China unveils its vision for a new world order
Opinion by Tom Rogan
Courtesy of the Chinese Communist Party, we have a new vision for world order. The proposal released on Tuesday, “A Global Community of Shared Future,” is designed as a framework to replace the U.S.-led international order of democratic sovereignty. Befitting the communist penchant for verbosity, the proposal is rather long. Still, it is notable both for its hypocrisy and its effort to woo developing nations into a Beijing-led autocratic global political structure.
We’re told this new “theoretical structure” effectively “confronts the hegemonic thinking of certain countries that seek supremacy” (translation: the United States). The Chinese Communist Party’s hyperbole is on full display. The paper observes that “some countries’ hegemonic, abusive, and aggressive actions against others, in the form of swindling, plundering, oppression, and the zero-sum game, are causing great harm.” Again, this is a very thinly veiled rebuke of U.S. efforts to organize international resistance to China’s espionage and militarism.
Seeking to contrast its vision with Washington’s, Beijing asserted, “We pursue development and revitalization through our own efforts, rather than invasion or expansion. And everything we do is for the purpose of providing a better life for our people, all the while creating more development opportunities for the entire world, not in order to supersede or subjugate others.”
This must be news to Taiwan, which faces literal invasion from China. It must also be news to South China Sea nations, especially the Philippines, which faces aggressive Chinese “expansion” in its exclusive economic zone. It must also be news to the Uyghur people, subjected to a genocide that doesn’t necessarily support the CCP’s claim that “everything we do is for the purpose of providing a better life for our people.”
Indeed, in a telling slip of the pen, the paper later claimed Beijing’s social modernization involves “cultural-ethical advancement.” That’s a stellar Orwellian term for “annihilating the Uyghur identity.” Similarly, European Union governments concerned about Chinese manufacturing subsidies and African fishermen concerned about Chinese fishing fleets stealing their livelihoods might not agree that China offers “more development opportunities for the entire world.”

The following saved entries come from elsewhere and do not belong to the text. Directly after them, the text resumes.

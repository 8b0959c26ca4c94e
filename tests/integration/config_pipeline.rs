// tests/integration/config_pipeline.rs

use std::io::Write;

use tempfile::NamedTempFile;

use modeldag::cli::CliArgs;
use modeldag::config::load_and_validate;
use modeldag::engine::{ExecutionStatus, ResourceVector};
use modeldag::types::FailurePolicy;
use modeldag_test_utils::{ConfigFileBuilder, ModelConfigBuilder, init_tracing, with_timeout};

const WAREHOUSE: &str = r#"
[config]
failure_policy = "fail-fast"
max_parallel_models = 2
metadata_cache_ttl = "5s"

[pool]
memory_mb = 8192
cpu_cores = 4

[model.stg_orders]
cmd = "echo rows=120"
memory_mb = 2048
cpu_cores = 1

[model.stg_users]
cmd = "echo 'loaded users' && echo rows=30"
memory_mb = 2048
cpu_cores = 1

[model.orders_by_user]
kind = "procedural"
cmd = "echo 'inserted 12 records'"
after = ["stg_orders", "stg_users"]
memory_mb = 4096
cpu_cores = 2
priority = 5
min_rows = 10
staleness = "60m"
max_execution_time = "30s"
rows_pattern = "inserted (\\d+) records"
"#;

fn config_file(contents: &str) -> NamedTempFile {
    let mut file = NamedTempFile::new().unwrap();
    write!(file, "{contents}").unwrap();
    file
}

fn args(path: &std::path::Path) -> CliArgs {
    CliArgs {
        config: path.display().to_string(),
        select: Vec::new(),
        policy: None,
        log_level: None,
        dry_run: false,
    }
}

#[test]
fn test_full_config_loads_with_defaults_applied() {
    let file = config_file(WAREHOUSE);
    let cfg = load_and_validate(file.path()).unwrap();

    assert_eq!(cfg.pool, ResourceVector::gb(8, 4, 0));
    assert_eq!(cfg.config.max_parallel_models, 2);

    let models = cfg.to_models().unwrap();
    let report = models.iter().find(|m| m.id == "orders_by_user").unwrap();
    assert_eq!(report.priority, 5);
    assert_eq!(report.min_rows, 10);
    assert_eq!(report.dependencies.len(), 2);
}

#[test]
fn test_dry_run_builds_without_executing() {
    let file = config_file(WAREHOUSE);
    let cfg = load_and_validate(file.path()).unwrap();
    let pipeline = modeldag::build_pipeline(&cfg, FailurePolicy::FailFast).unwrap();

    let plan = pipeline.plan();
    assert_eq!(plan.levels().len(), 2);
    assert_eq!(plan.levels()[0].groups.len(), 1);
    assert!(plan.oversized_models().is_empty());
    assert!(plan.to_string().contains("stg_orders, stg_users"));
}

#[cfg(unix)]
#[tokio::test]
async fn test_config_driven_run_parses_row_counts() {
    init_tracing();

    let file = config_file(WAREHOUSE);
    let cfg = load_and_validate(file.path()).unwrap();
    let pipeline = modeldag::build_pipeline(&cfg, cfg.config.failure_policy).unwrap();

    let report = with_timeout(pipeline.run()).await.unwrap();
    assert!(report.all_succeeded(), "report:\n{report}");
    assert_eq!(report.get("stg_orders").unwrap().row_count, Some(120));
    assert_eq!(report.get("stg_users").unwrap().row_count, Some(30));
    assert_eq!(report.get("orders_by_user").unwrap().row_count, Some(12));
}

#[cfg(unix)]
#[tokio::test]
async fn test_min_rows_blocks_downstream_model() {
    init_tracing();

    let cfg = ConfigFileBuilder::new()
        .with_pool(ResourceVector::gb(4, 2, 0))
        .with_policy(FailurePolicy::Degrade)
        .with_model("thin", ModelConfigBuilder::new().cmd("echo rows=2").build())
        .with_model(
            "needs_more",
            ModelConfigBuilder::new()
                .cmd("echo rows=1")
                .after("thin")
                .min_rows(5)
                .build(),
        )
        .build();
    let pipeline = modeldag::build_pipeline(&cfg, cfg.config.failure_policy).unwrap();

    let report = with_timeout(pipeline.run()).await.unwrap();
    assert_eq!(report.status_of("thin"), Some(ExecutionStatus::Succeeded));
    let blocked = report.get("needs_more").unwrap();
    assert_eq!(blocked.status, ExecutionStatus::Failed);
    assert!(
        blocked
            .error
            .as_deref()
            .unwrap_or_default()
            .contains("thin: produced 2 rows, minimum is 5")
    );
}

#[cfg(unix)]
#[tokio::test]
async fn test_run_entry_point_reports_failures() {
    init_tracing();

    let file = config_file(
        r#"
[pool]
memory_mb = 1024
cpu_cores = 1

[model.ok]
cmd = "true"

[model.bad]
cmd = "exit 4"
after = ["ok"]
"#,
    );

    let mut dry = args(file.path());
    dry.dry_run = true;
    modeldag::run(dry).await.unwrap();

    let err = with_timeout(modeldag::run(args(file.path())))
        .await
        .unwrap_err();
    assert!(err.to_string().contains("1 of 2 models did not succeed"), "{err}");
}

The silliness continues with Beijing’s claim that “we should respect nature, follow its ways, and protect it. We should firmly pursue green, low-carbon, circular and sustainable development.” Again, China’s rapacious fishing fleets and soaring construction of dirty coal plants don’t exactly testify to China’s honesty here. Next, we’re told that “countries should respect each others sovereignty and territorial integrity.” Except, presumably, if it’s Russia’s war on Ukraine, which China actively enables. Or Taiwan’s sovereignty and territorial integrity. Or that of the Philippines.

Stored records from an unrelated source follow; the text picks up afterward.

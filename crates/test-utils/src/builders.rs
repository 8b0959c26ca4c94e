#![allow(dead_code)]

use std::collections::BTreeMap;
use std::time::Duration;

use modeldag::config::{ConfigFile, ConfigSection, ModelConfig, RawConfigFile};
use modeldag::dag::Model;
use modeldag::engine::ResourceVector;
use modeldag::types::{FailurePolicy, ModelKind};

/// Builder for `ConfigFile` to simplify test setup.
pub struct ConfigFileBuilder {
    config: RawConfigFile,
}

impl ConfigFileBuilder {
    /// Starts with a 16GB / 8 core pool.
    pub fn new() -> Self {
        Self {
            config: RawConfigFile {
                config: ConfigSection::default(),
                pool: ResourceVector::gb(16, 8, 0),
                model: BTreeMap::new(),
            },
        }
    }

    pub fn with_pool(mut self, pool: ResourceVector) -> Self {
        self.config.pool = pool;
        self
    }

    pub fn with_policy(mut self, policy: FailurePolicy) -> Self {
        self.config.config.failure_policy = policy;
        self
    }

    pub fn with_max_parallel_models(mut self, max: usize) -> Self {
        self.config.config.max_parallel_models = max;
        self
    }

    pub fn with_model(mut self, id: &str, model: ModelConfig) -> Self {
        self.config.model.insert(id.to_string(), model);
        self
    }

    pub fn raw(self) -> RawConfigFile {
        self.config
    }

    pub fn build(self) -> ConfigFile {
        ConfigFile::try_from(self.config).expect("Failed to build valid config from builder")
    }
}

impl Default for ConfigFileBuilder {
    fn default() -> Self {
        Self::new()
    }
}

/// Builder for a `[model.<id>]` section.
pub struct ModelConfigBuilder {
    model: ModelConfig,
}

impl ModelConfigBuilder {
    pub fn new() -> Self {
        Self {
            model: ModelConfig {
                kind: ModelKind::Declarative,
                ..ModelConfig::default()
            },
        }
    }

    pub fn cmd(mut self, cmd: &str) -> Self {
        self.model.cmd = Some(cmd.to_string());
        self
    }

    pub fn procedural(mut self) -> Self {
        self.model.kind = ModelKind::Procedural;
        self
    }

    pub fn after(mut self, dep: &str) -> Self {
        self.model.after.push(dep.to_string());
        self
    }

    pub fn memory_mb(mut self, mb: u64) -> Self {
        self.model.memory_mb = mb;
        self
    }

    pub fn cpu_cores(mut self, cores: u32) -> Self {
        self.model.cpu_cores = cores;
        self
    }

    pub fn priority(mut self, priority: i32) -> Self {
        self.model.priority = priority;
        self
    }

    pub fn staleness(mut self, s: &str) -> Self {
        self.model.staleness = Some(s.to_string());
        self
    }

    pub fn min_rows(mut self, rows: u64) -> Self {
        self.model.min_rows = rows;
        self
    }

    pub fn max_execution_time(mut self, s: &str) -> Self {
        self.model.max_execution_time = Some(s.to_string());
        self
    }

    pub fn rows_pattern(mut self, pattern: &str) -> Self {
        self.model.rows_pattern = Some(pattern.to_string());
        self
    }

    pub fn build(self) -> ModelConfig {
        self.model
    }
}

impl Default for ModelConfigBuilder {
    fn default() -> Self {
        Self::new()
    }
}

/// Shorthand for declaring `Model`s in pipeline tests.
///
/// Defaults to a declarative model needing 1GB and one core.
pub struct ModelBuilder {
    model: Model,
}

impl ModelBuilder {
    pub fn new(id: &str) -> Self {
        Self {
            model: Model::declarative(id).with_resources(ResourceVector::gb(1, 1, 0)),
        }
    }

    pub fn procedural(mut self) -> Self {
        self.model.kind = ModelKind::Procedural;
        self
    }

    pub fn after(mut self, deps: &[&str]) -> Self {
        for dep in deps {
            self.model = self.model.depends_on(*dep);
        }
        self
    }

    pub fn memory_gb(mut self, gb: u64) -> Self {
        self.model.resources.memory_mb = gb * 1024;
        self
    }

    pub fn cpu_cores(mut self, cores: u32) -> Self {
        self.model.resources.cpu_cores = cores;
        self
    }

    pub fn gpus(mut self, gpus: u32) -> Self {
        self.model.resources.gpu_count = gpus;
        self
    }

    pub fn priority(mut self, priority: i32) -> Self {
        self.model = self.model.with_priority(priority);
        self
    }

    pub fn staleness_minutes(mut self, minutes: u64) -> Self {
        self.model = self
            .model
            .with_staleness_threshold(Duration::from_secs(minutes * 60));
        self
    }

    pub fn min_rows(mut self, rows: u64) -> Self {
        self.model = self.model.with_min_rows(rows);
        self
    }

    pub fn max_execution_time(mut self, limit: Duration) -> Self {
        self.model = self.model.with_max_execution_time(limit);
        self
    }

    pub fn build(self) -> Model {
        self.model
    }
}
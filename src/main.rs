// src/main.rs

use modeldag::{cli, logging, run};

#[tokio::main]
async fn main() {
    if let Err(err) = run_main().await {
        eprintln!("modeldag error: {err:?}");
        std::process::exit(1);
    }
}

async fn run_main() -> anyhow::Result<()> {
    let args = cli::parse();
    logging::init_logging(args.log_level)?;
    run(args).await
}
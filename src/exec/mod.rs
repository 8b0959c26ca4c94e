// src/exec/mod.rs

//! Model execution layer.
//!
//! - [`runner`] defines the `Runner` trait the pipeline talks to, plus the
//!   per-kind `RunnerRegistry`.
//! - [`command`] provides `CommandRunner`, which runs a model's shell
//!   command with `tokio::process` and parses its row count from stdout.

pub mod command;
pub mod runner;

pub use command::CommandRunner;
pub use runner::{RunContext, Runner, RunnerRegistry};
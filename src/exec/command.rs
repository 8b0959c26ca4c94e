// src/exec/command.rs

//! Shell command runner.
//!
//! Runs a model's `command` through the platform shell, reads the produced
//! row count from stdout and supports cancellation by killing the child.

use std::collections::HashMap;
use std::future::Future;
use std::pin::Pin;
use std::process::Stdio;
use std::sync::Arc;

use anyhow::{Context, anyhow};
use parking_lot::Mutex;
use regex::Regex;
use tokio::io::{AsyncBufReadExt, BufReader};
use tokio::process::Command;
use tokio::sync::oneshot;
use tracing::{debug, info, warn};

use crate::engine::RunOutcome;
use crate::errors::Result;
use crate::exec::runner::{RunContext, Runner};
use crate::types::ModelId;

/// Default pattern for the row count a command prints, e.g. `rows=1200`.
pub const DEFAULT_ROWS_PATTERN: &str = r"(?i)rows[=:]\s*(\d+)";

/// Extract the row count from captured stdout; the last match wins.
pub fn parse_row_count(stdout: &str, pattern: &Regex) -> Option<u64> {
    pattern
        .captures_iter(stdout)
        .filter_map(|caps| caps.get(1))
        .filter_map(|m| m.as_str().parse::<u64>().ok())
        .last()
}

type CancelMap = Arc<Mutex<HashMap<ModelId, oneshot::Sender<()>>>>;

#[derive(Debug, Clone, Default)]
pub struct CommandRunner {
    cancels: CancelMap,
}

impl CommandRunner {
    pub fn new() -> Self {
        Self::default()
    }

    /// Number of commands currently running.
    pub fn running(&self) -> usize {
        self.cancels.lock().len()
    }
}

impl Runner for CommandRunner {
    fn execute(
        &self,
        ctx: RunContext,
    ) -> Pin<Box<dyn Future<Output = Result<RunOutcome>> + Send + '_>> {
        let cancels = Arc::clone(&self.cancels);
        Box::pin(async move { Ok(run_command(ctx, cancels).await?) })
    }

    fn cancel(&self, model: &str) -> Pin<Box<dyn Future<Output = bool> + Send + '_>> {
        let sender = self.cancels.lock().remove(model);
        let model = model.to_string();
        Box::pin(async move {
            match sender {
                Some(tx) => {
                    debug!(model = %model, "forwarding cancellation to command");
                    tx.send(()).is_ok()
                }
                None => false,
            }
        })
    }
}

async fn run_command(ctx: RunContext, cancels: CancelMap) -> anyhow::Result<RunOutcome> {
    let Some(cmd_line) = ctx.command.as_deref() else {
        debug!(model = %ctx.model, "no command configured; nothing to run");
        return Ok(RunOutcome::succeeded(0));
    };

    let source = ctx.rows_pattern.as_deref().unwrap_or(DEFAULT_ROWS_PATTERN);
    let pattern = Regex::new(source)
        .with_context(|| format!("invalid rows_pattern for model '{}'", ctx.model))?;

    info!(model = %ctx.model, kind = %ctx.kind, cmd = %cmd_line, "starting model command");

    let mut cmd = if cfg!(windows) {
        let mut c = Command::new("cmd");
        c.arg("/C").arg(cmd_line);
        c
    } else {
        let mut c = Command::new("sh");
        c.arg("-c").arg(cmd_line);
        c
    };
    cmd.env("MODELDAG_MODEL", &ctx.model)
        .stdout(Stdio::piped())
        .stderr(Stdio::piped())
        .kill_on_drop(true);

    let mut child = cmd
        .spawn()
        .with_context(|| format!("spawning command for model '{}'", ctx.model))?;

    let (cancel_tx, mut cancel_rx) = oneshot::channel();
    cancels.lock().insert(ctx.model.clone(), cancel_tx);

    let stdout = child
        .stdout
        .take()
        .ok_or_else(|| anyhow!("stdout of model '{}' was not captured", ctx.model))?;
    let stdout_task = tokio::spawn(async move {
        let mut lines = BufReader::new(stdout).lines();
        let mut captured = String::new();
        while let Ok(Some(line)) = lines.next_line().await {
            captured.push_str(&line);
            captured.push('\n');
        }
        captured
    });

    // Always drain stderr so the pipe never fills; keep the last line for
    // the failure message.
    let stderr_task = child.stderr.take().map(|stderr| {
        let model = ctx.model.clone();
        tokio::spawn(async move {
            let mut lines = BufReader::new(stderr).lines();
            let mut last = None;
            while let Ok(Some(line)) = lines.next_line().await {
                debug!(model = %model, "stderr: {}", line);
                if !line.trim().is_empty() {
                    last = Some(line);
                }
            }
            last
        })
    });

    let outcome = tokio::select! {
        status = child.wait() => {
            let status = status
                .with_context(|| format!("waiting for command of model '{}'", ctx.model))?;
            let stdout = stdout_task.await.unwrap_or_default();
            let last_stderr = match stderr_task {
                Some(task) => task.await.ok().flatten(),
                None => None,
            };

            info!(
                model = %ctx.model,
                exit_code = status.code().unwrap_or(-1),
                success = status.success(),
                "model command exited"
            );

            if status.success() {
                RunOutcome::succeeded(parse_row_count(&stdout, &pattern).unwrap_or(0))
            } else {
                let code = status.code().unwrap_or(-1);
                let message = match last_stderr {
                    Some(line) => format!("command exited with code {code}: {line}"),
                    None => format!("command exited with code {code}"),
                };
                RunOutcome::failed(message)
            }
        }
        _ = &mut cancel_rx => {
            info!(model = %ctx.model, "cancellation requested; killing command");
            if let Err(err) = child.kill().await {
                warn!(model = %ctx.model, error = %err, "failed to kill command");
            }
            RunOutcome::cancelled()
        }
    };

    cancels.lock().remove(&ctx.model);
    Ok(outcome)
}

Fortunately, we learn that China “does not interfere in the internal affairs of other countries.” This will be a relief to the security services of nations from the Netherlands to New Zealand to the United Kingdom to Canada to the U.S., all of which are targeted by vast Chinese influence and espionage campaigns.

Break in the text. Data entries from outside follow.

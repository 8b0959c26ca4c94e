// src/exec/runner.rs

//! Pluggable model runner abstraction.
//!
//! The pipeline never executes a model itself; it hands a [`RunContext`] to
//! the [`Runner`] registered for the model's kind. Production uses
//! [`CommandRunner`](super::command::CommandRunner); tests register fakes
//! that script outcomes without spawning processes.

use std::collections::HashMap;
use std::fmt;
use std::future::Future;
use std::pin::Pin;
use std::sync::Arc;

use crate::dag::Model;
use crate::engine::RunOutcome;
use crate::errors::{ModeldagError, Result};
use crate::types::{ModelId, ModelKind};

/// Everything a runner needs to execute one model.
#[derive(Debug, Clone, PartialEq, Eq)]
pub struct RunContext {
    pub model: ModelId,
    pub kind: ModelKind,
    pub command: Option<String>,
    pub rows_pattern: Option<String>,
    pub dependencies: Vec<ModelId>,
}

impl RunContext {
    pub fn for_model(model: &Model) -> Self {
        Self {
            model: model.id.clone(),
            kind: model.kind,
            command: model.command.clone(),
            rows_pattern: model.rows_pattern.clone(),
            dependencies: model.dependencies.iter().cloned().collect(),
        }
    }
}

/// Trait abstracting how a model is executed.
pub trait Runner: Send + Sync {
    /// Execute the model and report its outcome.
    ///
    /// `Err` means the runner itself broke; its message is recorded verbatim
    /// as the model's failure. A model that ran and failed is reported as
    /// `Ok` with an unsuccessful [`RunOutcome`].
    fn execute(
        &self,
        ctx: RunContext,
    ) -> Pin<Box<dyn Future<Output = Result<RunOutcome>> + Send + '_>>;

    /// Ask a running execution to stop. Returns whether anything was
    /// running for `model`. Advisory: the outcome still arrives through
    /// `execute`.
    fn cancel(&self, model: &str) -> Pin<Box<dyn Future<Output = bool> + Send + '_>>;
}

/// Maps each model kind to the runner that executes it.
#[derive(Clone, Default)]
pub struct RunnerRegistry {
    runners: HashMap<ModelKind, Arc<dyn Runner>>,
}

impl fmt::Debug for RunnerRegistry {
    fn fmt(&self, f: &mut fmt::Formatter<'_>) -> fmt::Result {
        let mut kinds: Vec<&ModelKind> = self.runners.keys().collect();
        kinds.sort();
        f.debug_struct("RunnerRegistry").field("kinds", &kinds).finish()
    }
}

impl RunnerRegistry {
    pub fn new() -> Self {
        Self::default()
    }

    /// Register (or replace) the runner for `kind`.
    pub fn register(&mut self, kind: ModelKind, runner: Arc<dyn Runner>) {
        self.runners.insert(kind, runner);
    }

    pub fn get(&self, kind: ModelKind) -> Option<Arc<dyn Runner>> {
        self.runners.get(&kind).cloned()
    }

    /// Runner for `model`, or `NoRunner` if its kind has none.
    pub fn resolve(&self, model: &Model) -> Result<Arc<dyn Runner>> {
        self.get(model.kind).ok_or_else(|| ModeldagError::NoRunner {
            model: model.id.clone(),
            kind: model.kind,
        })
    }
}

My sarcasm aside, it’s clear that there is a deep insecurity bubbling below the surface of this document. This is clearest when the claim that “democracy and freedom are the common goals of humanity. There is no single model of democracy that is universally applicable, far less a superior one.” China’s governance model is, of course, the antithesis of “freedom” or any basic notion of democracy. But were the CCP to admit that it governs without the consent of the Chinese people, it knows its new world order might not seem so desirable to the rest of the world.